Original, quirky, impressive first fiction by a former Zen student, British-born, who now teaches at the University of Montana.

Hester's greatest strength lies in his dialogue, given here without quote marks (as in Cormac McCarthy), and creating a kind of many-voiced stream-of-consciousness narrative. And the storytelling is equally unsettling, often jumping from scene to scene with dizzying speed. At the novel's core is the search by Rudyard Gillette, a distressed middle-aged man, for the now-vanished woman he once loved. His increasingly frantic journey takes him across the country, while Hester deftly sketches in Rud's life: his tragic, sports-addicted childhood, his turbulent adolescence, his athletic career in college.
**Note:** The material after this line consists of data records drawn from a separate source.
// Copyright (C) 2025 SyncMyOrders Sp. z o.o.
// SPDX-License-Identifier: AGPL-3.0-or-later
//! HTTP(S) listener and routes.

use std::net::SocketAddr;
use std::path::Path;
use std::sync::Arc;

use axum::Router;
use axum::routing::{get, post};
use hyper_util::rt::TokioIo;
use hyper_util::service::TowerToHyperService;
use tokio::net::TcpListener;
use tokio_rustls::TlsAcceptor;
use tokio_util::sync::CancellationToken;
use tower_http::trace::TraceLayer;
use tracing::{debug, error, info};

use crate::config::TlsConfig;
use crate::handlers::{self, AppState};

/// Server errors
#[derive(Debug, thiserror::Error)]
pub enum ServerError {
    #[error("IO error: {0}")]
    Io(#[from] std::io::Error),

    #[error("TLS error: {0}")]
    Tls(String),
}

/// All routes of the API.
pub fn router(state: AppState) -> Router {
    Router::new()
        .route("/health", get(handlers::health))
        .route("/v1/install-app", post(handlers::install_app))
        .route("/v1/terminate-app", post(handlers::terminate_app))
        .route("/v1/update-app", post(handlers::update_app))
        .route("/v1/read-app", post(handlers::read_app))
        .route("/v1/ready-notify/{app_context_id}", get(handlers::ready_notify))
        .route(
            "/v1/controllers/{controller}/update-app-context",
            post(handlers::update_app_context),
        )
        .route("/v1/clm-controller-event", post(handlers::clm_controller_event))
        .layer(TraceLayer::new_for_http())
        .with_state(state)
}

/// Build a TLS acceptor from PEM files.
pub async fn tls_acceptor(tls: &TlsConfig) -> Result<TlsAcceptor, ServerError> {
    let cert_pem = read_pem(&tls.cert_path).await?;
    let key_pem = read_pem(&tls.key_path).await?;

    let certs = rustls_pemfile::certs(&mut cert_pem.as_slice())
        .collect::<Result<Vec<_>, _>>()
        .map_err(|e| ServerError::Tls(format!("failed to parse certificates: {}", e)))?;

    let key = rustls_pemfile::private_key(&mut key_pem.as_slice())
        .map_err(|e| ServerError::Tls(format!("failed to parse private key: {}", e)))?
        .ok_or_else(|| ServerError::Tls("no private key found".to_string()))?;

    let config = rustls::ServerConfig::builder_with_provider(Arc::new(
        rustls::crypto::ring::default_provider(),
    ))
    .with_safe_default_protocol_versions()
    .map_err(|e| ServerError::Tls(e.to_string()))?
    .with_no_client_auth()
    .with_single_cert(certs, key)
    .map_err(|e| ServerError::Tls(e.to_string()))?;

    Ok(TlsAcceptor::from(Arc::new(config)))
}

async fn read_pem(path: &Path) -> Result<Vec<u8>, ServerError> {
    tokio::fs::read(path)
        .await
        .map_err(|e| ServerError::Tls(format!("failed to read {}: {}", path.display(), e)))
}

/// Serve `app` on `addr` until `shutdown` is cancelled.
pub async fn serve(
    addr: SocketAddr,
    app: Router,
    tls: Option<TlsAcceptor>,
    shutdown: CancellationToken,
) -> Result<(), ServerError> {
    let listener = TcpListener::bind(addr).await?;
    info!(addr = %addr, tls = tls.is_some(), "HTTP server listening");

    match tls {
        None => {
            axum::serve(listener, app)
                .with_graceful_shutdown(async move { shutdown.cancelled().await })
                .await?;
        }
        Some(acceptor) => serve_tls(listener, app, acceptor, shutdown).await?,
    }
    info!("HTTP server stopped");
    Ok(())
}

async fn serve_tls(
    listener: TcpListener,
    app: Router,
    acceptor: TlsAcceptor,
    shutdown: CancellationToken,
) -> Result<(), ServerError> {
    loop {
        let (stream, peer) = tokio::select! {
            _ = shutdown.cancelled() => return Ok(()),
            accepted = listener.accept() => accepted?,
        };
        let acceptor = acceptor.clone();
        let service = TowerToHyperService::new(app.clone());
        let shutdown = shutdown.clone();

        tokio::spawn(async move {
            let tls_stream = match acceptor.accept(stream).await {
                Ok(s) => s,
                Err(e) => {
                    debug!(peer = %peer, error = %e, "TLS handshake failed");
                    return;
                }
            };
            let conn = hyper::server::conn::http1::Builder::new()
                .serve_connection(TokioIo::new(tls_stream), service);
            tokio::pin!(conn);
            tokio::select! {
                result = conn.as_mut() => {
                    if let Err(e) = result {
                        error!(peer = %peer, error = %e, "Connection error");
                    }
                }
                _ = shutdown.cancelled() => {
                    conn.as_mut().graceful_shutdown();
                    let _ = conn.await;
                }
            }
        });
    }
}

#[cfg(test)]
mod tests {
    use super::*;

    #[tokio::test]
    async fn test_tls_acceptor_missing_files() {
        let tls = TlsConfig {
            cert_path: "/nonexistent/server.crt".into(),
            key_path: "/nonexistent/server.key".into(),
        };
        let err = tls_acceptor(&tls).await.err().unwrap();
        assert!(matches!(err, ServerError::Tls(ref m) if m.contains("server.crt")));
    }

    #[tokio::test]
    async fn test_tls_acceptor_without_private_key() {
        let dir = tempfile::tempdir().unwrap();
        let cert_path = dir.path().join("server.crt");
        let key_path = dir.path().join("server.key");
        std::fs::write(&cert_path, "").unwrap();
        std::fs::write(&key_path, "not a pem file\n").unwrap();

        let err = tls_acceptor(&TlsConfig { cert_path, key_path })
            .await
            .err()
            .unwrap();
        assert!(matches!(err, ServerError::Tls(ref m) if m == "no private key found"));
    }

    #[tokio::test]
    async fn test_serve_stops_on_cancel() {
        let shutdown = CancellationToken::new();
        let app = Router::new().route("/health", get(|| async { "ok" }));
        let handle = tokio::spawn(serve(
            "127.0.0.1:0".parse().unwrap(),
            app,
            None,
            shutdown.clone(),
        ));
        shutdown.cancel();
        let result = tokio::time::timeout(std::time::Duration::from_secs(5), handle)
            .await
            .unwrap()
            .unwrap();
        assert!(result.is_ok());
    }
}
Rud's mother dies while he is still young; his alcoholic father, who's given to violent accidents, remarries; and Rud himself becomes locked in a perpetual rivalry with his stepbrother Troy, and in an equally peculiar relationship with Etta, his stepmother. Both Rud and Troy enter the world of academic publishing, Rud as a sales rep, Troy in management—with the publishing background, neatly rendered, having a grand cynical edge to it. Meantime, Gale Harmon, a childhood friend whom both had loved, has become a teacher at a Catholic school and written a study of literary suicides that attracts Rud, who wants Troy to publish it. But when Rud's father commits suicide in a particularly gory manner, and Gale's father follows suit, Gale flees, and Rud follows in pursuit, fearing that she may also take her own life. He knows only that she's taken refuge at a Zen retreat somewhere in the country, and so he drives to hundreds of such sites, finally finding her living with a fallen Zen master (a former baseball star when he was in Japan) in the Montana backwoods. The story plays itself out deliciously but has an unfortunately thin ending—all summary narration.

Still, this is a highly idiosyncratic, audacious debut.